As a private company, we must unfortunately try and fill in much of the blanks for Airbnb, which is not under the same obligations as public companies to disclose financials. From what we are told, the accommodation hosting company is seeing costs grow faster than revenue. This is an instant red flag for investors, who have been wary of money-bleeding Unicorn stocks ever since the infamous WeWork fiasco last year, which saw the company abandon its IPO plans at the 11th hour.
Much of Airbnb’s increasing costs come from a $150 million investment into improving the safety of its platform, while sales and marketing costs have also skyrocketed due to planned expansions in new markets. Meanwhile, several cities are actually putting restrictions on or outright banning Airbnb’s presence in cities, with Dublin, Ireland, home of its European operations, making its opposition clear many times.
The havoc wrought upon the global economy has been felt worldwide, resulting in the first bear market in over 11 years, and two of the worst days on Wall Street since the Great Recession in the space of a week.
With travel largely restricted and people isolating themselves, Airbnb will be taking a massive hit. In China alone, where the company has made huge strides to expand, Airbnb is expected to take an 80% hit. That report was before the virus spread to Europe and the U.S., its two largest markets.

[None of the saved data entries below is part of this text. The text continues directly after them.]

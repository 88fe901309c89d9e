//! Entity records stored by the world.
//!
//! Records are plain data. Systems read them through the world's query
//! module and change them through commands or the phase accessors the world
//! exposes to the tick loop.

use serde::{Deserialize, Serialize};

use crate::{
    content::{EnemyKind, HeroRole, TargetingMode},
    effect::EffectSpec,
    fixed::{Fixed, FixedVec2},
    ids::{
        EnemyDefinitionId, EnemyId, HeroDefinitionId, HeroId, ProjectileId, SkillId,
        TurretDefinitionId, TurretId,
    },
    status::StatusEffects,
};

/// Physical body of a moving entity.
#[derive(Clone, Copy, Debug, Default, PartialEq, Eq, Hash, Serialize, Deserialize)]
pub struct Body {
    /// Centre of the body.
    pub position: FixedVec2,
    /// Displacement applied per tick.
    pub velocity: FixedVec2,
    /// Collision radius.
    pub radius: Fixed,
}

impl Body {
    /// Creates a body at rest.
    #[must_use]
    pub const fn at_rest(position: FixedVec2, radius: Fixed) -> Self {
        Self {
            position,
            velocity: FixedVec2::ZERO,
            radius,
        }
    }
}

/// Current and maximum health.
#[derive(Clone, Copy, Debug, PartialEq, Eq, Hash, Serialize, Deserialize)]
pub struct Health {
    current: Fixed,
    max: Fixed,
}

impl Health {
    /// Creates a full health pool. Negative maxima are raised to zero.
    #[must_use]
    pub fn full(max: Fixed) -> Self {
        let max = max.max(Fixed::ZERO);
        Self { current: max, max }
    }

    /// Current health.
    #[must_use]
    pub const fn current(&self) -> Fixed {
        self.current
    }

    /// Maximum health.
    #[must_use]
    pub const fn max(&self) -> Fixed {
        self.max
    }

    /// Removes up to `amount` health and returns the amount actually removed.
    ///
    /// Health never drops below zero and negative amounts are ignored.
    pub fn apply_damage(&mut self, amount: Fixed) -> Fixed {
        let dealt = amount.max(Fixed::ZERO).min(self.current);
        self.current -= dealt;
        dealt
    }

    /// Restores up to `amount` health and returns the amount actually restored.
    pub fn heal(&mut self, amount: Fixed) -> Fixed {
        let restored = amount.max(Fixed::ZERO).min(self.max - self.current);
        self.current += restored;
        restored
    }

    /// Ratio of current to maximum health; zero for an empty pool.
    #[must_use]
    pub fn ratio(&self) -> Fixed {
        if !self.max.is_positive() {
            return Fixed::ZERO;
        }
        self.current / self.max
    }

    /// Reports whether the pool is exhausted.
    #[must_use]
    pub const fn is_dead(&self) -> bool {
        self.current.raw() <= 0
    }
}

/// Stat adjusted by a temporary buff.
#[derive(Clone, Copy, Debug, PartialEq, Eq, Hash, PartialOrd, Ord, Serialize, Deserialize)]
pub enum BuffStat {
    /// Outgoing damage.
    Damage,
    /// Attack speed.
    AttackSpeed,
    /// Movement speed.
    MoveSpeed,
    /// Skill cooldown reduction.
    CooldownReduction,
}

/// Temporary stat modifier.
#[derive(Clone, Copy, Debug, PartialEq, Eq, Hash, Serialize, Deserialize)]
pub struct ActiveBuff {
    /// Stat adjusted by the buff.
    pub stat: BuffStat,
    /// Additive bonus.
    pub magnitude: Fixed,
    /// First tick at which the buff no longer applies.
    pub expires_at: u64,
}

/// Multiplies `1 + magnitude` over every buff of the provided stat.
#[must_use]
pub fn buff_multiplier(buffs: &[ActiveBuff], stat: BuffStat) -> Fixed {
    buffs
        .iter()
        .filter(|buff| buff.stat == stat)
        .fold(Fixed::ONE, |product, buff| product * buff.magnitude.one_plus())
}

/// Sums the magnitudes of every buff of the provided stat.
#[must_use]
pub fn buff_sum(buffs: &[ActiveBuff], stat: BuffStat) -> Fixed {
    buffs
        .iter()
        .filter(|buff| buff.stat == stat)
        .fold(Fixed::ZERO, |sum, buff| sum + buff.magnitude)
}

/// Behavioural state of a hero.
#[derive(Clone, Copy, Debug, PartialEq, Eq, Hash, Serialize, Deserialize)]
pub enum HeroState {
    /// No target; the hero holds its anchor.
    Idle,
    /// Engaging a target.
    Combat,
    /// Walking to a commanded point.
    Commanded,
}

impl HeroState {
    /// Stable discriminant used by canonical hashing.
    #[must_use]
    pub const fn code(self) -> u8 {
        match self {
            Self::Idle => 0,
            Self::Combat => 1,
            Self::Commanded => 2,
        }
    }
}

/// Tick at which an active skill becomes usable again.
#[derive(Clone, Copy, Debug, PartialEq, Eq, Hash, Serialize, Deserialize)]
pub struct SkillCooldown {
    /// Skill on cooldown.
    pub skill: SkillId,
    /// First tick at which the skill may be used again.
    pub ready_at: u64,
}

/// Equipment carried into a run.
#[derive(Clone, Copy, Debug, Default, PartialEq, Eq, Hash, Serialize, Deserialize)]
#[serde(default)]
pub struct Loadout {
    /// Bonus granted by an equipped special resource, applied as `1 + bonus`.
    pub resource_bonus: Option<Fixed>,
    /// Bonus granted by equipment, applied as `1 + bonus`.
    pub equipment_bonus: Fixed,
}

/// Deployed hero.
#[derive(Clone, Debug, PartialEq, Eq, Hash, Serialize, Deserialize)]
pub struct Hero {
    /// Identity.
    pub id: HeroId,
    /// Definition the hero was instantiated from.
    pub definition: HeroDefinitionId,
    /// Tactical role copied from the definition.
    pub role: HeroRole,
    /// Power tier.
    pub tier: u8,
    /// Experience level.
    pub level: u32,
    /// Physical body.
    pub body: Body,
    /// Health pool.
    pub health: Health,
    /// Behavioural state.
    pub state: HeroState,
    /// Deployment point the hero returns to when idle.
    pub anchor: FixedVec2,
    /// Point the hero walks to while commanded.
    pub commanded_to: Option<FixedVec2>,
    /// Team-wide focus target.
    pub focus: Option<EnemyId>,
    /// Current attack target.
    pub target: Option<EnemyId>,
    /// First tick at which the hero may engage after deployment.
    pub engage_at: u64,
    /// First tick at which the next basic attack may fire.
    pub next_attack_tick: u64,
    /// Active skill cooldowns, sorted by skill.
    pub cooldowns: Vec<SkillCooldown>,
    /// Skills requested through input and not yet cast.
    pub pending_casts: Vec<SkillId>,
    /// Temporary stat modifiers.
    pub buffs: Vec<ActiveBuff>,
    /// Equipment bonuses.
    pub loadout: Loadout,
}

impl Hero {
    /// Tick at which the provided skill becomes ready; zero when never used.
    #[must_use]
    pub fn skill_ready_at(&self, skill: SkillId) -> u64 {
        self.cooldowns
            .binary_search_by_key(&skill, |cooldown| cooldown.skill)
            .map(|index| self.cooldowns[index].ready_at)
            .unwrap_or(0)
    }

    /// Records a cooldown, keeping the list sorted by skill.
    pub fn start_cooldown(&mut self, skill: SkillId, ready_at: u64) {
        match self
            .cooldowns
            .binary_search_by_key(&skill, |cooldown| cooldown.skill)
        {
            Ok(index) => self.cooldowns[index].ready_at = ready_at,
            Err(index) => self
                .cooldowns
                .insert(index, SkillCooldown { skill, ready_at }),
        }
    }

    /// Reports whether deployment lockout has elapsed.
    #[must_use]
    pub const fn can_engage(&self, tick: u64) -> bool {
        tick >= self.engage_at
    }
}

/// Turret targeting state.
#[derive(Clone, Copy, Debug, PartialEq, Eq, Hash, Serialize, Deserialize)]
pub enum TurretState {
    /// No remembered target.
    Searching,
    /// Remembered target kept while alive and in range.
    Locked(EnemyId),
}

impl TurretState {
    /// Remembered target, if any.
    #[must_use]
    pub const fn target(self) -> Option<EnemyId> {
        match self {
            Self::Searching => None,
            Self::Locked(enemy) => Some(enemy),
        }
    }
}

/// Fortress-mounted turret.
#[derive(Clone, Debug, PartialEq, Eq, Hash, Serialize, Deserialize)]
pub struct Turret {
    /// Identity.
    pub id: TurretId,
    /// Definition the turret was built from.
    pub definition: TurretDefinitionId,
    /// Power tier.
    pub tier: u8,
    /// Upgrade level.
    pub level: u32,
    /// Mounting position.
    pub position: FixedVec2,
    /// Target acquisition policy.
    pub mode: TargetingMode,
    /// Targeting state.
    pub state: TurretState,
    /// First tick at which the next shot may fire.
    pub next_attack_tick: u64,
    /// First tick at which overcharge no longer applies.
    pub overcharge_until: u64,
    /// First tick at which overcharge may be activated again.
    pub overcharge_ready_at: u64,
}

impl Turret {
    /// Reports whether overcharge is active on the provided tick.
    #[must_use]
    pub const fn is_overcharged(&self, tick: u64) -> bool {
        tick < self.overcharge_until
    }
}

/// Hostile unit advancing on the fortress.
#[derive(Clone, Debug, PartialEq, Eq, Hash, Serialize, Deserialize)]
pub struct Enemy {
    /// Identity.
    pub id: EnemyId,
    /// Definition the enemy was spawned from.
    pub definition: EnemyDefinitionId,
    /// Threat class.
    pub kind: EnemyKind,
    /// Wave that spawned the enemy.
    pub wave: u32,
    /// Physical body.
    pub body: Body,
    /// Health pool.
    pub health: Health,
    /// Movement speed before status effects.
    pub base_speed: Fixed,
    /// Movement speed after status effects.
    pub speed: Fixed,
    /// Vertical coordinate of the lane the enemy advances along.
    pub lane_y: Fixed,
    /// Active status effects.
    pub statuses: StatusEffects,
    /// Damage dealt per attack.
    pub contact_damage: Fixed,
    /// Ticks between attacks.
    pub attack_interval_ticks: u32,
    /// First tick at which the next attack may land.
    pub next_attack_tick: u64,
    /// Material drop probability in basis points.
    pub drop_chance_bps: u32,
}

/// Entity that produced an attack.
#[derive(Clone, Copy, Debug, PartialEq, Eq, Hash, PartialOrd, Ord, Serialize, Deserialize)]
pub enum Attacker {
    /// A deployed hero.
    Hero(HeroId),
    /// A fortress turret.
    Turret(TurretId),
}

/// Resolved attack payload applied to an enemy.
#[derive(Clone, Debug, PartialEq, Eq, Hash, Serialize, Deserialize)]
pub struct Hit {
    /// Final damage after the full damage pipeline.
    pub damage: Fixed,
    /// Effects applied on impact.
    pub effects: Vec<EffectSpec>,
    /// Fraction of dealt damage returned to a hero attacker as health.
    pub lifesteal: Fixed,
    /// Whether the hit is a secondary hit spawned by a chain.
    pub chained: bool,
}

impl Hit {
    /// Creates a primary hit without side effects.
    #[must_use]
    pub const fn plain(damage: Fixed) -> Self {
        Self {
            damage,
            effects: Vec::new(),
            lifesteal: Fixed::ZERO,
            chained: false,
        }
    }
}

/// Homing projectile in flight.
#[derive(Clone, Debug, PartialEq, Eq, Hash, Serialize, Deserialize)]
pub struct Projectile {
    /// Identity.
    pub id: ProjectileId,
    /// Entity that fired the projectile.
    pub source: Attacker,
    /// Enemy the projectile homes on.
    pub target: EnemyId,
    /// Current position.
    pub position: FixedVec2,
    /// Last known position of the target.
    pub target_position: FixedVec2,
    /// Distance travelled per tick.
    pub speed: Fixed,
    /// Payload applied on impact.
    pub hit: Hit,
    /// Tick the projectile was launched.
    pub spawn_tick: u64,
}

impl Projectile {
    /// Whether the payload is a chained secondary hit.
    #[must_use]
    pub const fn is_chained(&self) -> bool {
        self.hit.chained
    }
}

/// Fortress archetype selected for a run.
#[derive(Clone, Copy, Debug, PartialEq, Eq, Hash, Serialize, Deserialize)]
pub enum FortressClass {
    /// Hardened walls that absorb part of incoming damage.
    Bulwark,
    /// Weapon racks that raise outgoing damage.
    Arsenal,
    /// Shrines that shorten skill cooldowns.
    Sanctum,
}

impl FortressClass {
    /// Global modifiers a run starts with for this class.
    #[must_use]
    pub const fn base_modifiers(self) -> GlobalModifiers {
        let mut modifiers = GlobalModifiers::NONE;
        match self {
            Self::Bulwark => modifiers.fortress_armor = Fixed::from_raw(Fixed::ONE.raw() / 5),
            Self::Arsenal => modifiers.damage_bonus = Fixed::from_raw(Fixed::ONE.raw() / 10),
            Self::Sanctum => {
                modifiers.cooldown_reduction = Fixed::from_raw(Fixed::ONE.raw() / 10);
            }
        }
        modifiers
    }

    /// Stable discriminant used by canonical hashing.
    #[must_use]
    pub const fn code(self) -> u8 {
        match self {
            Self::Bulwark => 0,
            Self::Arsenal => 1,
            Self::Sanctum => 2,
        }
    }
}

/// Defended structure whose destruction ends the run.
#[derive(Clone, Copy, Debug, PartialEq, Eq, Hash, Serialize, Deserialize)]
pub struct Fortress {
    /// Archetype.
    pub class: FortressClass,
    /// Health pool.
    pub health: Health,
    /// Horizontal coordinate of the defended line.
    pub line_x: Fixed,
}

/// Run-wide modifiers accumulated from the fortress class and relics.
#[derive(Clone, Copy, Debug, Default, PartialEq, Eq, Hash, Serialize, Deserialize)]
pub struct GlobalModifiers {
    /// Outgoing damage bonus, applied as `1 + bonus`.
    pub damage_bonus: Fixed,
    /// Attack speed bonus, applied as `1 + bonus`.
    pub attack_speed_bonus: Fixed,
    /// Skill cooldown reduction fraction.
    pub cooldown_reduction: Fixed,
    /// Fraction of incoming damage the fortress ignores.
    pub fortress_armor: Fixed,
}

impl GlobalModifiers {
    /// Modifiers that change nothing.
    pub const NONE: Self = Self {
        damage_bonus: Fixed::ZERO,
        attack_speed_bonus: Fixed::ZERO,
        cooldown_reduction: Fixed::ZERO,
        fortress_armor: Fixed::ZERO,
    };
}

/// Progress of the wave director.
#[derive(Clone, Copy, Debug, Default, PartialEq, Eq, Hash, Serialize, Deserialize)]
pub struct WaveProgress {
    /// Current wave, zero before the first wave starts.
    pub wave: u32,
    /// Enemies of the current wave not yet spawned.
    pub remaining: u32,
    /// Tick of the next spawn inside the current wave.
    pub next_spawn_tick: u64,
    /// Earliest tick at which the next wave may start.
    pub next_wave_tick: u64,
}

The company was also forced to introduce more flexibility in the cancellation fees it normally charges, which have been scrapped until at least June 1st as coronavirus panic spreads. This means that Airbnb won’t be charging the usual 14% cancellation fee it normally does, which could potentially cost the company millions.
The booking giant boasts 7 million accommodation hosts on its platform, with thousands reporting that business has dropped to virtually zero almost overnight, forcing price slashes and the loss of usual cuts taken from booking fees.
If that wasn’t bad enough, Airbnb now has a serious, Olympic-sized problem: the Olympics. Meant to be hosted in Japan this summer, Airbnb recently splashed out $500 million in sponsorship for the world’s largest sporting event in the hopes that it would help grow business in host cities and also encourage star athletes to endorse staying with them. Alas, there are now real concerns about the event, which draws in tens of thousands of athletes from hundreds of countries, as well as half a million spectators. Should it be canceled, it will be a lot of lost money for Airbnb.
So what about Airbnb’s IPO?
At this point, it would seem like insanity for Airbnb to go ahead with its plans to go public in 2020. Despite previous expectations that the company would directly list in the third quarter of the year, its latest financial struggles and the uncertainty surrounding the economy all add up to a truly awful time to go public.
It would be more prudent to get into damage control mode for now, assess how the coronavirus will impact business, make a plan for recovery and move on from there, making a 2021 IPO date seem much more realistic.
The world doesn’t need another WeWork scenario.